The problem is, no matter how much you'd want tho think so, the clone waking up would not be you.
Neither was the person who woke up from anesthetic after surgery. In fact, neither was the person who woke up this morning.
By any measure you might care to adopt, save for the most circular, we are always changing, and never the person we were. Ten years ago, I had a different cellular configuration, different brain configuration, different thoughts, and was composed of different atoms. By any measure that can reasonably be taken, the me of ten years ago died.
A thought experiment: if you replaced, over ten years, every part of you with a different part, but kept your memories, would you still be yourself?
Yet this is largely what has happened, even entirely.
We are much more similar to a wave - an effect moving through matter - than we are to matter. So, if what we are is a specific organizing of atoms to create certain effects - consciousness, memory, and everything else that we are - what should it matter to us whether a perfect continuity exists?

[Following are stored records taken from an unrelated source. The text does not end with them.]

//! Query optimizer and complexity analysis
//!
//! Three independent, pure passes over a descriptor:
//! - [`QueryOptimizer::optimize`] rewrites same-field equality conditions into `IN`
//! - [`QueryOptimizer::analyze_complexity`] scores how expensive a query is likely to be
//! - [`QueryOptimizer::suggest_indexes`] lists indexes that would help it

use crate::clause::{fold_group, GroupPath};
use crate::condition::{Condition, Logic, Operator};
use crate::descriptor::QueryDescriptor;
use crate::group::Group;
use config::QueryConfig;
use serde::{Deserialize, Serialize};
use serde_json::Value;
use std::collections::HashMap;

/// Score above which a query is reported as complex
const HIGH_COMPLEXITY_SCORE: u32 = 25;
/// Group depth above which nesting is reported
const DEEP_NESTING: usize = 3;
/// `IN` lists longer than this are flagged
const LARGE_IN_LIST: usize = 50;
/// Structured conditions above this count make text search ranking costlier
const TEXT_SEARCH_CONDITION_ALLOWANCE: usize = 5;

/// Heuristic cost estimate of a descriptor
#[derive(Debug, Clone, Default, PartialEq, Serialize, Deserialize)]
#[serde(rename_all = "camelCase")]
pub struct ComplexityScore {
    pub score: u32,
    pub warnings: Vec<String>,
    pub recommendations: Vec<String>,
}

#[derive(Debug, Clone)]
pub struct QueryOptimizer {
    condition_warning_threshold: usize,
    deep_page_threshold: u32,
}

impl Default for QueryOptimizer {
    fn default() -> Self {
        Self {
            condition_warning_threshold: 10,
            deep_page_threshold: 100,
        }
    }
}

impl From<&QueryConfig> for QueryOptimizer {
    fn from(config: &QueryConfig) -> Self {
        Self {
            condition_warning_threshold: config.condition_warning_threshold,
            deep_page_threshold: config.deep_page_threshold,
        }
    }
}

impl QueryOptimizer {
    pub fn new(condition_warning_threshold: usize, deep_page_threshold: u32) -> Self {
        Self {
            condition_warning_threshold,
            deep_page_threshold,
        }
    }

    /// Merge flat `eq` conditions sharing a field (and logic) into one `IN`.
    ///
    /// The merged condition takes the position of the first occurrence; values
    /// keep first-seen order without duplicates. A field whose values are all
    /// equal stays a single `eq`. Nothing else is touched, which makes the
    /// rewrite idempotent.
    pub fn optimize(&self, descriptor: &QueryDescriptor) -> QueryDescriptor {
        let mut eq_counts: HashMap<(&str, Logic), usize> = HashMap::new();
        for condition in &descriptor.conditions {
            if is_mergeable(condition) {
                *eq_counts
                    .entry((condition.field.as_str(), condition.effective_logic()))
                    .or_insert(0) += 1;
            }
        }

        let mut conditions: Vec<Condition> = Vec::with_capacity(descriptor.conditions.len());
        let mut merged_at: HashMap<(&str, Logic), usize> = HashMap::new();

        for condition in &descriptor.conditions {
            let key = (condition.field.as_str(), condition.effective_logic());
            let merge = is_mergeable(condition) && eq_counts.get(&key).copied().unwrap_or(0) > 1;

            if !merge {
                conditions.push(condition.clone());
                continue;
            }

            let value = condition.value.clone().unwrap_or(Value::Null);
            match merged_at.get(&key) {
                Some(&slot) => {
                    if let Some(Value::Array(values)) = &mut conditions[slot].value {
                        if !values.contains(&value) {
                            values.push(value);
                        }
                    }
                }
                None => {
                    merged_at.insert(key, conditions.len());
                    let mut merged = condition.clone();
                    merged.operator = Operator::In;
                    merged.value = Some(Value::Array(vec![value]));
                    conditions.push(merged);
                }
            }
        }

        for &slot in merged_at.values() {
            let merged = &mut conditions[slot];
            if let Some(Value::Array(values)) = &mut merged.value {
                if values.len() == 1 {
                    let single = values.remove(0);
                    merged.operator = Operator::Eq;
                    merged.value = Some(single);
                }
            }
        }

        if !merged_at.is_empty() {
            tracing::debug!(
                merged_fields = merged_at.len(),
                before = descriptor.conditions.len(),
                after = conditions.len(),
                "merged equality conditions"
            );
        }

        QueryDescriptor {
            conditions,
            ..descriptor.clone()
        }
    }

    /// Score a descriptor. Every term is non-negative and grows with the
    /// amount of structure, so adding conditions, groups, sort keys or joins
    /// never lowers the score.
    pub fn analyze_complexity(&self, descriptor: &QueryDescriptor) -> ComplexityScore {
        let mut score: u32 = 0;
        let mut warnings = Vec::new();
        let mut recommendations = Vec::new();

        for condition in &descriptor.conditions {
            score += condition_cost(condition);
        }

        for (index, group) in descriptor.groups.iter().enumerate() {
            score += group_cost(group, &GroupPath::root(index + 1));
        }

        let total_conditions = descriptor.total_condition_count();

        if let Some(text_search) = &descriptor.text_search {
            score += 3;
            score += to_u32(total_conditions.saturating_sub(TEXT_SEARCH_CONDITION_ALLOWANCE));
            if let Some(fields) = &text_search.fields {
                // pattern scan per field instead of one index lookup
                score += to_u32(fields.len());
            }
            if total_conditions > TEXT_SEARCH_CONDITION_ALLOWANCE {
                recommendations.push(
                    "Narrow results with fewer structured filters before ranking text matches"
                        .to_string(),
                );
            }
            if descriptor.sorting.len() > 1 {
                recommendations.push(format!(
                    "Text search combined with {} sort fields dilutes relevance ordering; sort by relevance or a single field",
                    descriptor.sorting.len()
                ));
            }
        }

        score += to_u32(descriptor.sorting.len());
        score += 2 * to_u32(descriptor.joins.len());

        if let Some(pagination) = &descriptor.pagination {
            if pagination.page > self.deep_page_threshold {
                score += 5;
                warnings.push(format!(
                    "Deep pagination (page {}) requires the backend to skip {} rows",
                    pagination.page,
                    pagination.offset()
                ));
                recommendations
                    .push("Use keyset (cursor) pagination for deep result pages".to_string());
            }
            if pagination.page > self.deep_page_threshold.saturating_mul(10) {
                score += 10;
            }
        }

        if total_conditions > self.condition_warning_threshold {
            warnings.push(format!(
                "High number of conditions ({}) may impact query performance",
                total_conditions
            ));
        }

        let depth = descriptor.max_group_depth();
        if depth > DEEP_NESTING {
            warnings.push(format!(
                "Deeply nested groups (depth {}) produce complex filter clauses",
                depth
            ));
        }

        for condition in descriptor.all_conditions() {
            if let Some(values) = condition.array_values() {
                if condition.operator == Operator::In && values.len() > LARGE_IN_LIST {
                    recommendations.push(format!(
                        "Large IN list on '{}' ({} values); consider a join or a lookup table",
                        condition.field,
                        values.len()
                    ));
                }
            }
            if has_leading_wildcard(condition) {
                recommendations.push(format!(
                    "Leading wildcard on '{}' cannot use a B-tree index; consider a trigram index or text search",
                    condition.field
                ));
            }
        }

        if score > HIGH_COMPLEXITY_SCORE {
            warnings.push(format!("Query complexity score {} is high", score));
        }

        ComplexityScore {
            score,
            warnings,
            recommendations,
        }
    }

    /// Advisory index suggestions derived from filtered and sorted fields
    pub fn suggest_indexes(&self, descriptor: &QueryDescriptor) -> Vec<String> {
        let mut suggestions: Vec<String> = Vec::new();
        let mut push = |suggestion: String| {
            if !suggestions.contains(&suggestion) {
                suggestions.push(suggestion);
            }
        };

        let mut equality_fields: Vec<&str> = Vec::new();

        for condition in descriptor.all_conditions() {
            let field = condition.field.as_str();
            match condition.operator {
                Operator::Eq | Operator::Neq | Operator::In | Operator::NotIn => {
                    if !equality_fields.contains(&field) {
                        equality_fields.push(field);
                    }
                    push(format!("B-tree index on '{}' for equality filters", field));
                }
                Operator::Gt | Operator::Gte | Operator::Lt | Operator::Lte => {
                    push(format!("B-tree index on '{}' for range filters", field));
                }
                Operator::Like | Operator::Ilike => {
                    push(format!(
                        "Trigram GIN index (pg_trgm) on '{}' for pattern matching",
                        field
                    ));
                }
                Operator::Contains | Operator::ContainedBy | Operator::Overlaps => {
                    push(format!(
                        "GIN index on '{}' for containment and overlap filters",
                        field
                    ));
                }
                Operator::IsNull | Operator::NotNull => {
                    push(format!("Partial index on '{}' for null checks", field));
                }
            }
        }

        if let Some(text_search) = &descriptor.text_search {
            match &text_search.fields {
                Some(fields) if !fields.is_empty() => {
                    for field in fields {
                        push(format!(
                            "Trigram GIN index (pg_trgm) on '{}' for pattern matching",
                            field
                        ));
                    }
                }
                _ => push(format!(
                    "GIN index on the full-text search vector ({} configuration)",
                    text_search.config.as_str()
                )),
            }
        }

        for sort in &descriptor.sorting {
            push(format!(
                "B-tree index on '{}' to support ORDER BY {} {}",
                sort.field,
                sort.field,
                sort.order.to_sql()
            ));
        }

        if let Some(first_sort) = descriptor.sorting.first() {
            if !equality_fields.is_empty() && !equality_fields.contains(&first_sort.field.as_str()) {
                push(format!(
                    "Composite index on ({}, {}) for filtered ordering",
                    equality_fields.join(", "),
                    first_sort.field
                ));
            }
        }

        suggestions
    }
}

/// Optimize with default settings
pub fn optimize(descriptor: &QueryDescriptor) -> QueryDescriptor {
    QueryOptimizer::default().optimize(descriptor)
}

/// Analyze complexity with default thresholds
pub fn analyze_complexity(descriptor: &QueryDescriptor) -> ComplexityScore {
    QueryOptimizer::default().analyze_complexity(descriptor)
}

pub fn suggest_indexes(descriptor: &QueryDescriptor) -> Vec<String> {
    QueryOptimizer::default().suggest_indexes(descriptor)
}

fn is_mergeable(condition: &Condition) -> bool {
    condition.operator == Operator::Eq && condition.has_value()
}

fn has_leading_wildcard(condition: &Condition) -> bool {
    condition.operator.is_pattern()
        && condition
            .value
            .as_ref()
            .and_then(Value::as_str)
            .is_some_and(|pattern| pattern.starts_with('%'))
}

fn to_u32(count: usize) -> u32 {
    u32::try_from(count).unwrap_or(u32::MAX)
}

fn condition_cost(condition: &Condition) -> u32 {
    let fan_out = condition
        .array_values()
        .map(|values| to_u32(values.len() / 10))
        .unwrap_or(0);
    let pattern = if has_leading_wildcard(condition) { 2 } else { 0 };
    1 + fan_out + pattern
}

/// Each condition costs as much as a flat one; each group costs twice its depth
fn group_cost(group: &Group, path: &GroupPath) -> u32 {
    fold_group(
        group,
        path,
        &mut |_: &GroupPath, _: usize, condition: &Condition| condition_cost(condition),
        &mut |path: &GroupPath, _: &Group, children: Vec<u32>| {
            2 * to_u32(path.depth()) + children.iter().sum::<u32>()
        },
    )
}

Suppose, again, that one were to consider the fate of a song on one's iPod. Suppose that you were listening to this song, only to find out that it had been copied from a vinyl onto a CD, and then, from a CD to the iTunes repository, and from thence to your computer, and then to your player. The components that stored and composed this song have changed. But you still call it the same. What it is is somehow still itself.
And we are no different. We are not, as it turns out, mere crude matter, but the pattern of energy and organization that moves through a continually changing constellation of matter. We are a song, if you will, and I have no difficulties with wanting the option of residing and existing in more than one particular player.